Polk County, Texas
|Polk County, Texas|
Polk County Court House in Livingston
Location in the state of Texas
Texas's location in the U.S.
|• Total||1,110 sq mi (2,875 km2)|
|• Land||1,057 sq mi (2,738 km2)|
|• Water||53 sq mi (137 km2), 4.74%|
|• Density||39/sq mi (15/km²)|
Polk County is a county located in the U.S. state of Texas. As of the 2010 census, the population was 45,413. Its county seat is Livingston. Polk County is named for James Knox Polk, the eleventh president of the United States, who was President during the Mexican War that resulted in Texas separating from Mexico to become an independent republic before it was annexed into the United States.
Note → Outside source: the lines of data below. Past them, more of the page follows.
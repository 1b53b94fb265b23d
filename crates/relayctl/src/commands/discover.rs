//! `relayctl discover`: scan without connecting.

use serde::Serialize;

use relayctl_core::DeviceAddress;

use crate::cli::GlobalOpts;
use crate::config;
use crate::error::CliError;
use crate::output;

use super::util;

#[derive(Serialize)]
struct Found {
    address: DeviceAddress,
}

pub async fn handle(global: &GlobalOpts) -> Result<(), CliError> {
    let controller = util::controller(config::device_config(global, false)?);
    let discovery = controller.discovery();

    let plan = discovery.candidates();
    tracing::debug!(candidates = plan.len(), "discovery plan");

    let spinner = util::spinner(global, &format!("Probing {} candidates...", plan.len()));
    let found = discovery.resolve().await;
    spinner.finish_and_clear();

    let address = found.ok_or(CliError::DeviceNotFound)?;
    let out = output::render_single(
        &global.output,
        &Found { address },
        |f| format!("Found device at {}", f.address),
        |f| f.address.to_string(),
    );
    output::print_output(&out, global.quiet);
    Ok(())
}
According to the U.S. Census Bureau, the county has a total area of 1,110 square miles (2,900 km2), of which 1,057 square miles (2,740 km2) is land and 53 square miles (140 km2) (4.74%) is water.
- Angelina County (north)
- Tyler County (east)
- Hardin County (southeast)
- Liberty County (south)
- San Jacinto County (southwest)
- Trinity County (northwest)
National protected area
Texas Almanac: 1850-2010
As of the census of 2000, there were 41,133 people, 15,119 households, and 10,915 families residing in the county. The population density was 39 inhabitants per square mile (15 /km2). There were 21,177 housing units at an average density of 20 per square mile (8/km²). The racial makeup of the county was 79.64% White, 13.17% Black or African American, 1.74% Native American, 0.38% Asian, 0.01% Pacific Islander, 3.74% from other races, and 1.32% from two or more races. 9.39% of the population were Hispanic or Latino of any race.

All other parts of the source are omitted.